No comment at all= hideous!

:hug


----------



## nubly (Nov 2, 2006)

:lol god i hope not


----------



## scairy (Sep 18, 2005)

SilentProphet said:


> ugly!
> 
> Hot= Hot
> 
> ...


I think it could mean a myriad of things, lol. It could mean you're cute but not my type. Cute but too young/old. Could mean hot. Could mean ugly but something about it makes them want to pinch your cheek (like those ugly dogs that women say are cute). Could be related to your personality. Could be relating to physical appearance and could be your gestures or a particular look you make.

Next time ask, lol. What do you mean by that? And then list off all the different conclusions you could draw from such a vague expression. Then again your sa will probably prevent you from doing this so :stu


----------



## SilentProphet (Jun 1, 2007)

well here is the thing. Guys have a different meaning of "cute" Cute is still hot when us guys say it, like that girl is CUTE. But for girls i think they say it cause they feel bad about how ugly the guy is!

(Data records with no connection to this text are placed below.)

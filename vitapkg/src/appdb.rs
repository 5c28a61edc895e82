//! Shell application-inventory database access.
//!
//! After a patch install the shell's `app.db` still carries the old
//! version string; the dispatcher rewrites it so the bubble shows the
//! patched version. The access is behind a trait so dispatcher tests can
//! record the update instead of opening a real database.

use std::path::PathBuf;

use rusqlite::{params, Connection};
use tracing::debug;

use crate::error::InstallError;

/// The one write the dispatcher performs against the shell database.
pub trait AppDatabase: Send {
    /// Set the displayed version of an installed title.
    fn set_app_version(&mut self, title_id: &str, version: &str) -> Result<(), InstallError>;
}

/// `rusqlite`-backed implementation against the shell's `app.db`.
///
/// The connection is opened per update and closed on both success and
/// failure paths.
pub struct ShellAppDb {
    path: PathBuf,
}

impl ShellAppDb {
    pub fn new(path: impl Into<PathBuf>) -> Self {
        Self { path: path.into() }
    }
}

impl AppDatabase for ShellAppDb {
    fn set_app_version(&mut self, title_id: &str, version: &str) -> Result<(), InstallError> {
        let conn = Connection::open(&self.path)
            .map_err(|e| InstallError::Database(format!("can't open app database: {e}")))?;

        let result = conn
            .execute(
                "UPDATE tbl_appinfo SET val = ?1 WHERE titleId = ?2 AND key = 3168212510",
                params![version, title_id],
            )
            .map_err(|e| InstallError::Database(format!("version update failed: {e}")));

        // Close explicitly so a close failure is not silently dropped.
        let closed = conn
            .close()
            .map_err(|(_, e)| InstallError::Database(format!("can't close app database: {e}")));

        let rows = result?;
        closed?;
        debug!(title_id, version, rows, "updated app version");
        Ok(())
    }
}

LOL so they say " you're cute"


----------



## scairy (Sep 18, 2005)

*Re: re: "You are cute" really means..*



SilentProphet said:


> well here is the thing. Guys have a different meaning of "cute" Cute is still hot when us guys say it, like that girl is CUTE. But for girls i think they say it cause they feel bad about how ugly the guy is! LOL so they say " you're cute"


Actually not for me. I have two words. Cute and Sexy and both have a different meaning. Cute basically makes you want to squeeze them in your arms or (pinch their cheek kind of thing). Sexy is strictly related to sexual attractions. You can be both cute and sexy or just cute or just sexy or neither in my book of definitions, lol.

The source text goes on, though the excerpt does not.